[Records from a collection]
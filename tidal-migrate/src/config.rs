//! The migration setup stage.
//!
//! [`MigrationConfig`] runs on every handle before application code gets to
//! it. It brings the handle in line with the shared [`MigrationSetting`]:
//!
//! 1. attach every source database a pending migration reads from and
//!    detach the ones the engine attached earlier but no longer needs;
//! 2. under the read lock, create the unioned view of every table whose
//!    source still exists and collect the tables whose source is gone;
//! 3. under the write lock, drop the views of the collected tables and mark
//!    them migrated, in one transaction;
//! 4. if step 3 retired any view, reconcile attachments once more.

use std::sync::Arc;

use tidal_sqlite::{ConfigOrder, Handle, HandleConfig, SchemaOrigin, SqliteResult, TEMP_SCHEMA};
use tracing::{debug, instrument, warn};

use crate::info::MigrationInfo;
use crate::setting::MigrationSetting;

// Migration reads the schema, so every stage preparing the connection must
// have run first.
const _: () = assert!(ConfigOrder::Migration.rank() > ConfigOrder::Trace.rank());
const _: () = assert!(ConfigOrder::Migration.rank() > ConfigOrder::Basic.rank());
const _: () = assert!(ConfigOrder::Migration.rank() > ConfigOrder::Cipher.rank());
const _: () = assert!(ConfigOrder::Migration.rank() > ConfigOrder::Tokenize.rank());

/// Setup stage keeping a handle consistent with an ongoing migration.
#[derive(Debug, Clone)]
pub struct MigrationConfig {
    setting: Arc<MigrationSetting>,
}

impl MigrationConfig {
    /// Stage name.
    pub const NAME: &'static str = "migration";

    /// Create the stage for `setting`.
    pub fn new(setting: Arc<MigrationSetting>) -> Self {
        Self { setting }
    }

    /// The registry this stage reads from.
    pub fn setting(&self) -> &Arc<MigrationSetting> {
        &self.setting
    }

    /// Attach the source databases pending migrations need and detach the
    /// engine's schemas that are no longer needed.
    ///
    /// Schemas the application attached are left alone.
    #[instrument(skip_all)]
    pub fn attach_schemas(&self, handle: &mut dyn Handle) -> SqliteResult<()> {
        let state = self.setting.shared_lock().read();
        let mut to_detach = handle.attached_schemas()?;

        for (schema, path) in state.schemas_for_attaching() {
            if to_detach.remove(schema).is_some() {
                continue;
            }
            debug!(schema = %schema, path = %path, "Attaching source database");
            handle.attach(path, schema, SchemaOrigin::Migration)?;
        }

        for (schema, attached) in &to_detach {
            if attached.origin != SchemaOrigin::Migration {
                continue;
            }
            debug!(schema = %schema, "Detaching unneeded source database");
            handle.detach(schema)?;
        }
        Ok(())
    }

    /// Create the unioned views of tables still migrating and retire the
    /// views of tables whose source is gone.
    ///
    /// Returns whether views were retired. The attach set may have shrunk
    /// then, whichever handle marked the tables migrated.
    #[instrument(skip_all)]
    pub fn create_views(&self, handle: &mut dyn Handle) -> SqliteResult<bool> {
        let mut finished: Vec<Arc<MigrationInfo>> = Vec::new();
        {
            let state = self.setting.shared_lock().read();
            handle.run_transaction(&mut |handle| {
                finished.clear();
                for info in state.infos() {
                    if !handle.table_exists(info.source_schema(), info.source_table())? {
                        finished.push(info.clone());
                        continue;
                    }
                    if !handle.view_exists(TEMP_SCHEMA, info.target_table())? {
                        debug!(table = %info.target_table(), "Creating unioned view");
                        handle.execute(&info.statement_for_creating_unioned_view())?;
                    }
                }
                // Another handle may have finished a table while this one
                // still carries its view.
                for info in state.migrated_infos() {
                    if handle.view_exists(TEMP_SCHEMA, info.target_table())? {
                        finished.push(info.clone());
                    }
                }
                Ok(())
            })?;
        }

        if finished.is_empty() {
            return Ok(false);
        }

        let mut migrated = Vec::new();
        {
            let mut state = self.setting.shared_lock().write();
            handle.run_transaction(&mut |handle| {
                for info in &finished {
                    debug!(table = %info.target_table(), "Dropping unioned view");
                    handle.execute(&info.statement_for_dropping_unioned_view())?;
                }
                Ok(())
            })?;

            for info in &finished {
                if state.mark_as_migrated(info.target_table()) {
                    migrated.push(info.clone());
                }
            }
        }

        for info in &migrated {
            self.setting.notify_migrated(info);
        }
        Ok(true)
    }
}

impl HandleConfig for MigrationConfig {
    fn name(&self) -> &str {
        Self::NAME
    }

    fn order(&self) -> ConfigOrder {
        ConfigOrder::Migration
    }

    fn invoke(&self, handle: &mut dyn Handle) -> SqliteResult<()> {
        self.attach_schemas(handle)?;
        let schema_changed = self.create_views(handle).inspect_err(|err| {
            warn!(error = %err, "View reconciliation failed");
        })?;
        if schema_changed {
            self.attach_schemas(handle)?;
        }
        Ok(())
    }
}
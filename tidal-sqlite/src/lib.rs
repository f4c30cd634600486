//! SQLite handles for Tidal.
//!
//! This crate provides the connection layer the migration engine runs on,
//! built on `rusqlite`.
//!
//! # Features
//!
//! - A [`Handle`] trait describing what setup stages may do to a connection
//! - [`SqliteHandle`], the `rusqlite` implementation
//! - An ordered handle setup pipeline ([`Configs`], [`HandleConfig`])
//! - A pool that activates handles before serving them ([`HandlePool`])
//! - A small statement builder for the statements the pipeline issues
//!
//! # Example
//!
//! ```rust,ignore
//! use tidal_sqlite::{BasicConfig, Configs, HandlePool, SqliteConfig};
//!
//! fn main() -> Result<(), Box<dyn std::error::Error>> {
//!     let config = SqliteConfig::from_url("sqlite://./mydb.db")?;
//!     let configs = Configs::new().with(BasicConfig::new(config.clone()))?;
//!     let pool = HandlePool::new(config, configs);
//!
//!     let handle = pool.get()?;
//!     let count: i64 = handle.query_scalar("SELECT count(*) FROM sqlite_master")?;
//!     Ok(())
//! }
//! ```

pub mod config;
pub mod error;
pub mod handle;
pub mod pool;
pub mod setup;
pub mod statement;

pub use config::{DatabasePath, JournalMode, SqliteConfig, SynchronousMode};
pub use error::{SqliteError, SqliteResult};
pub use handle::{AttachedSchema, Handle, HandleStats, SchemaOrigin, SqliteHandle};
pub use pool::{HandlePool, PoolConfig, PoolStats, PooledHandle};
pub use setup::{BasicConfig, ConfigOrder, Configs, HandleConfig, SharedConfig};
pub use statement::{MAIN_SCHEMA, Select, Statement, TEMP_SCHEMA, TransactionMode};
//! Fuzz target for migration descriptors.
//!
//! Builds descriptors from arbitrary table names and source paths and checks
//! that accepted ones produce well-formed schema names and view statements.
//!
//! Run with:
//! ```bash
//! cargo +nightly fuzz run fuzz_migration_info
//! ```

#![no_main]

use arbitrary::Arbitrary;
use libfuzzer_sys::fuzz_target;
use tidal_migrate::{MigrationInfo, SCHEMA_PREFIX, normalize_path};

#[derive(Debug, Arbitrary)]
struct FuzzInfo {
    target_table: String,
    source_table: String,
    source_path: Option<String>,
}

fuzz_target!(|input: FuzzInfo| {
    let info = match &input.source_path {
        Some(path) => MigrationInfo::with_source_database(
            input.target_table.as_str(),
            input.source_table.as_str(),
            path,
        ),
        None => MigrationInfo::new(input.target_table.as_str(), input.source_table.as_str()),
    };
    let Ok(info) = info else {
        return;
    };

    if let Some(path) = info.source_path() {
        assert!(info.source_schema().starts_with(SCHEMA_PREFIX));
        assert_eq!(normalize_path(path), path);
    }

    let create = info.statement_for_creating_unioned_view().to_sql();
    assert!(create.starts_with("CREATE TEMP VIEW"));
    let drop = info.statement_for_dropping_unioned_view().to_sql();
    assert!(drop.starts_with("DROP VIEW"));
});
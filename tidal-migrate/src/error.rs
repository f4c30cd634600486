//! Error types for the migration engine.

use thiserror::Error;
use tidal_sqlite::SqliteError;

/// Result type alias for migration operations.
pub type MigrateResult<T> = Result<T, MigrationError>;

/// Errors that can occur while configuring or running migrations.
#[derive(Debug, Error)]
pub enum MigrationError {
    /// Database operation error.
    #[error("Database error: {0}")]
    Database(#[from] SqliteError),

    /// A migration descriptor is malformed.
    #[error("Invalid migration for '{table}': {reason}")]
    InvalidInfo {
        /// Target table of the offending descriptor.
        table: String,
        /// What is wrong with it.
        reason: String,
    },

    /// Two descriptors migrate into the same target table.
    #[error("Table '{0}' is already registered for migration")]
    DuplicateTarget(String),
}

impl MigrationError {
    /// Create an invalid descriptor error.
    pub fn invalid_info(table: impl Into<String>, reason: impl Into<String>) -> Self {
        Self::InvalidInfo {
            table: table.into(),
            reason: reason.into(),
        }
    }
}

impl From<MigrationError> for SqliteError {
    fn from(err: MigrationError) -> Self {
        match err {
            MigrationError::Database(e) => e,
            other => SqliteError::config(other.to_string()),
        }
    }
}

--- EXERCISE OBJECTIVE ---
Write out exactly the lines between the start of the entries and the line containing "every table whose", including that line and the first one.

--- ANSWER SPACE ---
filename tidal-migrate/src/config.rs
//! The migration setup stage.
//!
//! [`MigrationConfig`] runs on every handle before application code gets to
//! it. It brings the handle in line with the shared [`MigrationSetting`]:
//!
//! 1. attach every source database a pending migration reads from and
//!    detach the ones the engine attached earlier but no longer needs;
//! 2. under the read lock, create the unioned view of every table whose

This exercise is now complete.